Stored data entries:
---

//! Decomposition of (possibly complex) signals into real-valued channels.
//!
//! Real signals always map to a single `value` channel. Complex signals map
//! to exactly two channels, chosen by the active [`Representation`]:
//! - `Cartesian`: real part, imaginary part
//! - `Polar`: magnitude, phase (radians, `atan2` convention)

use num_complex::Complex64;

use crate::signal::Signal;

/// Label of the single channel produced for real-valued input.
pub const REAL_CHANNEL: &str = "value";

/// How complex samples are split into real channels.
#[derive(Debug, Default, Clone, Copy, PartialEq, Eq, Hash)]
pub enum Representation {
    #[default]
    Cartesian,
    Polar,
}

/// One real-valued component of a signal.
#[derive(Debug, Clone, PartialEq)]
pub struct Channel {
    pub label: &'static str,
    pub data: Vec<f64>,
}

type Extractor = fn(&Complex64) -> f64;

impl Representation {
    /// Parse from string (case-insensitive). Unknown names yield `None`.
    #[must_use]
    pub fn from_str_loose(s: &str) -> Option<Self> {
        match s.trim().to_ascii_lowercase().as_str() {
            "cartesian" | "cart" | "re-im" | "reim" => Some(Self::Cartesian),
            "polar" | "mag-phase" | "magphase" => Some(Self::Polar),
            _ => None,
        }
    }

    #[must_use]
    pub const fn as_str(self) -> &'static str {
        match self {
            Self::Cartesian => "cartesian",
            Self::Polar => "polar",
        }
    }

    fn extractors(self) -> [(Extractor, &'static str); 2] {
        match self {
            Self::Cartesian => [
                (|z: &Complex64| z.re, "real"),
                (|z: &Complex64| z.im, "imag"),
            ],
            Self::Polar => [
                (|z: &Complex64| z.norm(), "magnitude"),
                (|z: &Complex64| z.arg(), "phase"),
            ],
        }
    }

    /// Ordered channel labels for real (`complex == false`) or complex input.
    #[must_use]
    pub fn channel_labels(self, complex: bool) -> Vec<&'static str> {
        if complex {
            self.extractors().iter().map(|(_, label)| *label).collect()
        } else {
            vec![REAL_CHANNEL]
        }
    }

    /// Number of channels a signal decomposes into.
    #[must_use]
    pub const fn channel_count(complex: bool) -> usize {
        if complex { 2 } else { 1 }
    }

    /// Split `signal` into its channels.
    #[must_use]
    pub fn channels(self, signal: &Signal) -> Vec<Channel> {
        match signal {
            Signal::Real(v) => vec![Channel {
                label: REAL_CHANNEL,
                data: v.clone(),
            }],
            Signal::Complex(v) => self
                .extractors()
                .iter()
                .map(|&(extract, label)| Channel {
                    label,
                    data: v.iter().map(extract).collect(),
                })
                .collect(),
        }
    }
}
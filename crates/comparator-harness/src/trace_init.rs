//! One-time `tracing` subscriber setup for the harness binary.
//!
//! The filter comes from `COMPARATOR_LOG` (same syntax as `RUST_LOG`) and
//! defaults to `warn`. Output goes to stderr so reports on stdout stay clean.

use std::sync::OnceLock;

use tracing::warn;
use tracing_subscriber::EnvFilter;

pub const LOG_ENV: &str = "COMPARATOR_LOG";

static INIT_GUARD: OnceLock<Result<(), String>> = OnceLock::new();

fn filter() -> EnvFilter {
    EnvFilter::try_from_env(LOG_ENV).unwrap_or_else(|_| EnvFilter::new("warn"))
}

/// Install the global subscriber. Later calls are no-ops, as is a call
/// after some other subscriber has already been installed.
pub fn init_tracing() {
    let result = INIT_GUARD.get_or_init(|| {
        tracing_subscriber::fmt()
            .with_env_filter(filter())
            .with_target(true)
            .with_writer(std::io::stderr)
            .try_init()
            .map_err(|err| err.to_string())
    });

    if let Err(err) = result {
        warn!("failed to initialise tracing subscriber: {err}");
    }
}
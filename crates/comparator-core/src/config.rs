//! Process-level defaults.
//!
//! The default decomposition of complex signals is read from the
//! `COMPARATOR_REPRESENTATION` environment variable:
//! - `cartesian` (default): real and imaginary parts
//! - `polar`: magnitude and phase
//!
//! Unrecognized values fall back to cartesian. The variable is read once and
//! cached for the life of the process.

use std::sync::OnceLock;

use crate::representation::Representation;

pub const REPRESENTATION_ENV: &str = "COMPARATOR_REPRESENTATION";

static DEFAULT_REPRESENTATION: OnceLock<Representation> = OnceLock::new();

fn parse_representation_env(raw: Option<&str>) -> Representation {
    raw.and_then(Representation::from_str_loose)
        .unwrap_or_default()
}

/// Representation new comparators start with.
#[must_use]
pub fn default_representation() -> Representation {
    *DEFAULT_REPRESENTATION.get_or_init(|| {
        let raw = std::env::var(REPRESENTATION_ENV).ok();
        parse_representation_env(raw.as_deref())
    })
}
//! Result containers returned by the comparators.

pub mod format;
pub mod node;
pub mod operator_result;
pub mod product_result;

pub use format::NumberFormat;
pub use node::Node;
pub use operator_result::{OperatorNode, OperatorResult, Selection, SubplotDims};
pub use product_result::{ProductNode, ProductResult};
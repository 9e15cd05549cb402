//! Repository layer abstractions and persistence implementations.
//!
//! # Responsibility
//! - Define use-case oriented data access contracts.
//! - Isolate SQLite query details from service orchestration.
//!
//! # Invariants
//! - Repository writes must enforce `NewProduct::validate()` before persistence.
//! - Repository APIs return semantic errors (`NotFound`) in addition to DB
//!   transport errors.

pub mod product_repo;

---

Action item | Only the lines above starting at the line that holds "repository 9e15cd05549cb402" and ending at the line that holds "- Repository writes" are to be repeated, exactly and in full.

Answer space |
repository 9e15cd05549cb402
//! Repository layer abstractions and persistence implementations.
//!
//! # Responsibility
//! - Define use-case oriented data access contracts.
//! - Isolate SQLite query details from service orchestration.
//!
//! # Invariants
//! - Repository writes must enforce `NewProduct::validate()` before persistence.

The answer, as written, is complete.